Only an increase in soldiers put through the Army's Officer Candidate School allowed the service to meet its goal for lieutenants, the report said. The school is a 14-week course that obligates graduates to two years in the Army. It is expected to reach capacity this year, the GAO said.
"They're going to have problems with field-grade officers — big shortages," says Charles Moskos, a military sociologist at Northwestern University in Evanston, Ill. "They're going to have to limp through."
The shortage of midlevel officers stems from Pentagon decisions 10 years ago to reduce the number of officers commissioned after the Cold War, the GAO said.

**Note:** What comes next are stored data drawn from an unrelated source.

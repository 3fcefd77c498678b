//! Show controller, the composition root of the indicator bank.
//!
//! [`ShowController`] owns the door [`Registry`] and one [`Indicator`] per
//! registered line.  It has two entry points, each driven by its own
//! thread:
//!
//! ```text
//!  MQTT client ──ingest()──▶ ┌──────────────────┐
//!                            │  ShowController  │──▶ OutputPin (per line)
//!  refresh loop ─refresh()─▶ └──────────────────┘
//! ```
//!
//! Both take `&self`; mutual exclusion is per indicator, so a burst of
//! notifications for one door never stalls the refresh of another.

use std::collections::BTreeMap;
use std::sync::atomic::{AtomicU64, Ordering};

use embedded_hal::digital::OutputPin;
use log::{debug, info};

use crate::app::events::ShowEvent;
use crate::app::ports::EventSink;
use crate::error::{self, HardwareError};
use crate::indicator::{Indicator, IndicatorState, TickOutcome};
use crate::notification::{Notification, parse_report};
use crate::pins::LineId;
use crate::registry::{MonitoredEntity, Registry};
use crate::timing::Timestamp;

/// Notification counters, for logging only.
#[derive(Debug, Clone, Copy, Default, PartialEq, Eq)]
pub struct ShowStats {
    /// Closed-state reports applied to an indicator.
    pub accepted: u64,
    /// Messages on the feed that were not closed-state reports.
    pub discarded: u64,
    /// Accepted reports that resolved to the fallback door.
    pub fallback: u64,
}

#[derive(Default)]
struct Counters {
    accepted: AtomicU64,
    discarded: AtomicU64,
    fallback: AtomicU64,
}

pub struct ShowController<P> {
    registry: Registry,
    indicators: BTreeMap<LineId, Indicator<P>>,
    counters: Counters,
}

impl<P: OutputPin> ShowController<P> {
    /// Build one blinking indicator per registered line.
    ///
    /// `open_line` is called exactly once per line and must hand back a pin
    /// already configured as an output at LOW.
    pub fn new<E>(
        registry: Registry,
        at: Timestamp,
        mut open_line: impl FnMut(LineId) -> Result<P, E>,
    ) -> Result<Self, E> {
        let mut indicators = BTreeMap::new();
        for line in registry.lines() {
            let pin = open_line(line)?;
            indicators.insert(line, Indicator::new(line, pin, IndicatorState::Blinking, at));
        }
        info!("ShowController: {} indicators, all blinking", indicators.len());
        Ok(Self {
            registry,
            indicators,
            counters: Counters::default(),
        })
    }

    /// Validate a door table and open its lines.  Startup wrapper around
    /// [`Registry::new`] and [`ShowController::new`].
    pub fn from_table(
        doors: &[MonitoredEntity],
        at: Timestamp,
        open_line: impl FnMut(LineId) -> Result<P, HardwareError>,
    ) -> error::Result<Self> {
        let registry = Registry::new(doors)?;
        Ok(Self::new(registry, at, open_line)?)
    }

    /// Apply one message from the feed.
    ///
    /// Returns the requested state, or `None` if the message was not a
    /// closed-state report and was dropped.
    pub fn ingest(
        &self,
        notification: &Notification<'_>,
        at: Timestamp,
        sink: &mut impl EventSink,
    ) -> Option<IndicatorState> {
        let Some(report) = parse_report(notification) else {
            self.counters.discarded.fetch_add(1, Ordering::Relaxed);
            debug!("ignored topic '{}'", notification.topic);
            return None;
        };

        let door = self.registry.resolve(report.entity_id);
        if door.is_fallback() {
            self.counters.fallback.fetch_add(1, Ordering::Relaxed);
        }
        let state = if report.is_open {
            IndicatorState::On
        } else {
            IndicatorState::Blinking
        };

        let indicator = self.indicators.get(&door.line)?;
        indicator.set_state(state, at);
        self.counters.accepted.fetch_add(1, Ordering::Relaxed);

        sink.emit(&ShowEvent::DoorReported {
            name: door.display_name,
            report,
            line: door.line,
            state,
        });
        Some(state)
    }

    /// One refresh tick: advance every indicator to `at`.
    /// Returns the number of line writes issued.
    pub fn refresh(&self, at: Timestamp) -> usize {
        self.indicators
            .values()
            .filter(|ind| matches!(ind.advance(at), TickOutcome::Wrote(_)))
            .count()
    }

    /// Drive every line LOW.
    pub fn release(&self, sink: &mut impl EventSink) {
        for indicator in self.indicators.values() {
            indicator.release();
        }
        sink.emit(&ShowEvent::Released);
    }

    pub fn indicator(&self, line: LineId) -> Option<&Indicator<P>> {
        self.indicators.get(&line)
    }

    pub fn indicators(&self) -> impl Iterator<Item = &Indicator<P>> {
        self.indicators.values()
    }

    pub fn registry(&self) -> &Registry {
        &self.registry
    }

    pub fn stats(&self) -> ShowStats {
        ShowStats {
            accepted: self.counters.accepted.load(Ordering::Relaxed),
            discarded: self.counters.discarded.load(Ordering::Relaxed),
            fallback: self.counters.fallback.load(Ordering::Relaxed),
        }
    }
}
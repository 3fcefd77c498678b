//! Hardware drivers.

pub mod output_line;
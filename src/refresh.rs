//! Periodic refresh loop and cooperative shutdown.
//!
//! The loop is the only blocking point in the system: it sleeps between
//! ticks and otherwise just calls [`ShowController::refresh`].  Shutdown is
//! checked between ticks, never inside one, so a tick in flight always
//! completes before the lines are released.

use std::sync::Arc;
use std::sync::atomic::{AtomicBool, Ordering};
use std::time::Duration;

use embedded_hal::digital::OutputPin;
use log::info;

use crate::app::ports::{Clock, EventSink};
use crate::show::ShowController;
use crate::timing::REFRESH_INTERVAL_MS;

/// Cloneable stop flag shared between the loop and whoever ends it.
#[derive(Debug, Clone, Default)]
pub struct ShutdownSignal(Arc<AtomicBool>);

impl ShutdownSignal {
    pub fn new() -> Self {
        Self::default()
    }

    pub fn request(&self) {
        self.0.store(true, Ordering::Release);
    }

    pub fn is_requested(&self) -> bool {
        self.0.load(Ordering::Acquire)
    }
}

pub struct RefreshLoop {
    interval: Duration,
}

impl Default for RefreshLoop {
    fn default() -> Self {
        Self::new()
    }
}

impl RefreshLoop {
    /// Loop at the fixed 10 Hz cadence.
    pub fn new() -> Self {
        Self::with_interval(Duration::from_millis(REFRESH_INTERVAL_MS))
    }

    pub fn with_interval(interval: Duration) -> Self {
        Self { interval }
    }

    /// Tick `show` until `shutdown` is requested, then release every line.
    /// Returns the number of ticks run.
    pub fn run<P: OutputPin>(
        &self,
        show: &ShowController<P>,
        clock: &impl Clock,
        shutdown: &ShutdownSignal,
        sink: &mut impl EventSink,
    ) -> u64 {
        info!("Refresh loop started ({} ms)", self.interval.as_millis());
        let mut ticks: u64 = 0;

        while !shutdown.is_requested() {
            show.refresh(clock.now());
            ticks += 1;
            std::thread::sleep(self.interval);
        }

        info!("Shutting down after {} ticks", ticks);
        show.release(sink);
        ticks
    }
}
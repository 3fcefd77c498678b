//! Port traits: the boundary between domain logic and the outside world.
//!
//! ```text
//!   Adapter ──▶ Port trait ──▶ ShowController (domain)
//! ```
//!
//! Output lines are not wrapped in a port of our own: the core drives any
//! `embedded_hal::digital::OutputPin`, which both the ESP-IDF `PinDriver`
//! and the host simulation implement.

use crate::timing::Timestamp;

// ───────────────────────────────────────────────────────────────
// Event sink port (driven adapter: domain → logging / telemetry)
// ───────────────────────────────────────────────────────────────

/// The domain emits structured [`ShowEvent`](super::events::ShowEvent)s
/// through this port.
pub trait EventSink {
    fn emit(&mut self, event: &super::events::ShowEvent);
}

// ───────────────────────────────────────────────────────────────
// Clock port (driven adapter: system timer → domain)
// ───────────────────────────────────────────────────────────────

/// Monotonic time source shared by the notification and refresh paths.
pub trait Clock {
    fn now(&self) -> Timestamp;
}
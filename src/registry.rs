//! Door registry: sensor id to display name and output line.
//!
//! Built once at startup from a fixed table and immutable afterwards.
//! Exactly one row is the fallback, matched whenever a report carries an
//! id that is missing, unparseable, or not in the table.

use core::fmt;

use crate::error::ConfigError;
use crate::pins::LineId;

/// Key of a registry row.
#[derive(Debug, Clone, Copy, PartialEq, Eq, Hash)]
pub enum EntityId {
    /// A sensor id as reported by rtl_433.
    Known(u64),
    /// Catch-all row for unrecognised sensors.
    Fallback,
}

impl fmt::Display for EntityId {
    fn fmt(&self, f: &mut fmt::Formatter<'_>) -> fmt::Result {
        match self {
            Self::Known(id) => write!(f, "{id}"),
            Self::Fallback => write!(f, "fallback"),
        }
    }
}

/// One monitored door.
#[derive(Debug, Clone, Copy, PartialEq, Eq)]
pub struct MonitoredEntity {
    pub id: EntityId,
    pub display_name: &'static str,
    pub line: LineId,
}

impl MonitoredEntity {
    pub const fn new(id: EntityId, display_name: &'static str, line: LineId) -> Self {
        Self {
            id,
            display_name,
            line,
        }
    }

    pub fn is_fallback(&self) -> bool {
        self.id == EntityId::Fallback
    }
}

/// Validated door table.
#[derive(Debug, Clone)]
pub struct Registry {
    known: Vec<MonitoredEntity>,
    fallback: MonitoredEntity,
}

impl Registry {
    /// Validate `entries` and build the lookup table.
    ///
    /// Lines and known ids must be pairwise distinct and exactly one row
    /// must be the fallback.  Any violation is a configuration bug and the
    /// caller is expected to abort startup.
    pub fn new(entries: &[MonitoredEntity]) -> Result<Self, ConfigError> {
        let mut known: Vec<MonitoredEntity> = Vec::with_capacity(entries.len());
        let mut fallback = None;

        for (i, entry) in entries.iter().enumerate() {
            if entries[..i].iter().any(|e| e.line == entry.line) {
                return Err(ConfigError::DuplicateLine(entry.line));
            }
            match entry.id {
                EntityId::Fallback => {
                    if fallback.replace(*entry).is_some() {
                        return Err(ConfigError::MultipleFallbacks);
                    }
                }
                EntityId::Known(id) => {
                    if known.iter().any(|e| e.id == entry.id) {
                        return Err(ConfigError::DuplicateId(id));
                    }
                    known.push(*entry);
                }
            }
        }

        let fallback = fallback.ok_or(ConfigError::MissingFallback)?;
        Ok(Self { known, fallback })
    }

    /// Row for `id`, or the fallback row when `id` is absent or unknown.
    pub fn resolve(&self, id: Option<u64>) -> &MonitoredEntity {
        id.and_then(|id| self.known.iter().find(|e| e.id == EntityId::Known(id)))
            .unwrap_or(&self.fallback)
    }

    pub fn fallback(&self) -> &MonitoredEntity {
        &self.fallback
    }

    /// All rows, fallback last.
    pub fn entities(&self) -> impl Iterator<Item = &MonitoredEntity> {
        self.known.iter().chain(core::iter::once(&self.fallback))
    }

    /// Every registered output line.
    pub fn lines(&self) -> impl Iterator<Item = LineId> + '_ {
        self.entities().map(|e| e.line)
    }

    pub fn len(&self) -> usize {
        self.known.len() + 1
    }

    pub fn is_empty(&self) -> bool {
        false
    }
}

Officers are staying in the Army at historically high rates, says Lt. Col. Bryan Hilferty, an Army spokesman at the Pentagon. The Army just needs more to feed its growing ranks. "We are short about 3,000 midgrade officers, particularly majors, and we will be for the next several years," he says.
The GAO report says officer retention has been a problem for the Army, in part because it "continues to remain heavily involved in combat operations in Iraq and Afghanistan." In 2005, 62% of West Point graduates stayed beyond their five-year active-duty commitment. That's as much as 30 percentage points lower than the rates for graduates of the Navy and Air Force academies.
Expanding educational incentives could help the Army keep younger officers. For example, the Army offers to pay for graduate school for midlevel officers.
Navy and Air Force graduates often remain in service longer because of flight training programs that require longer active-duty commitments than the Army, said Col. Kelly Kruger, director of West Point's office of policy, plans and analysis.
West Point graduates are also attractive to the private sector, Kruger says. "They're highly sought-after. It's also a tough life for young officers."
Cadets know about "five and fly," the practice in which officers leave the Army after their five-year commitment, says cadet Liz Verardo, 21. She says she is considering an Army career as a helicopter pilot.
Jon Nielsen, West Point's highest-ranking cadet, says cadets know the toll that war is taking, but that hasn't deterred them. Nielsen, 25, says he had to announce the deaths of about 10 academy graduates to cadets in the span of a couple of weeks. Despite that, "You didn't have a flood of people heading to the gate to get out."